Please output each entry in the material beneath exactly as shown.
###
//! Banter Knowledge - Retrieval Index Client
//!
//! This crate provides the retrieval side of the Banter assistant:
//! - Index: HTTP client for the external vector index (`{query_texts,
//!   n_results}` in, `{documents, metadatas}` out)
//! - Block: formatting retrieved passages into the knowledge block injected
//!   into the system prompt
//! - Retriever: the query-then-format operation the orchestrator calls

#![forbid(unsafe_code)]
#![warn(missing_docs)]

pub mod block;
pub mod error;
pub mod index;
pub mod mock;
pub mod retriever;

pub use block::{format_knowledge_block, Passage, KNOWLEDGE_HEADER};
pub use error::{Error, Result};
pub use index::{HttpPassageIndex, IndexConfig, PassageIndex, DEFAULT_QUERY_URL};
pub use mock::StaticIndex;
pub use retriever::Retriever;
###
## Answer to the problem:
//! Banter Knowledge - Retrieval Index Client
//!
//! This crate provides the retrieval side of the Banter assistant:
//! - Index: HTTP client for the external vector index (`{query_texts,
//!   n_results}` in, `{documents, metadatas}` out)
//! - Block: formatting retrieved passages into the knowledge block injected
//!   into the system prompt
//! - Retriever: the query-then-format operation the orchestrator calls

#![forbid(unsafe_code)]
#![warn(missing_docs)]

pub mod block;
pub mod error;
pub mod index;
pub mod mock;
pub mod retriever;

pub use block::{format_knowledge_block, Passage, KNOWLEDGE_HEADER};
pub use error::{Error, Result};
pub use index::{HttpPassageIndex, IndexConfig, PassageIndex, DEFAULT_QUERY_URL};
pub use mock::StaticIndex;
pub use retriever::Retriever;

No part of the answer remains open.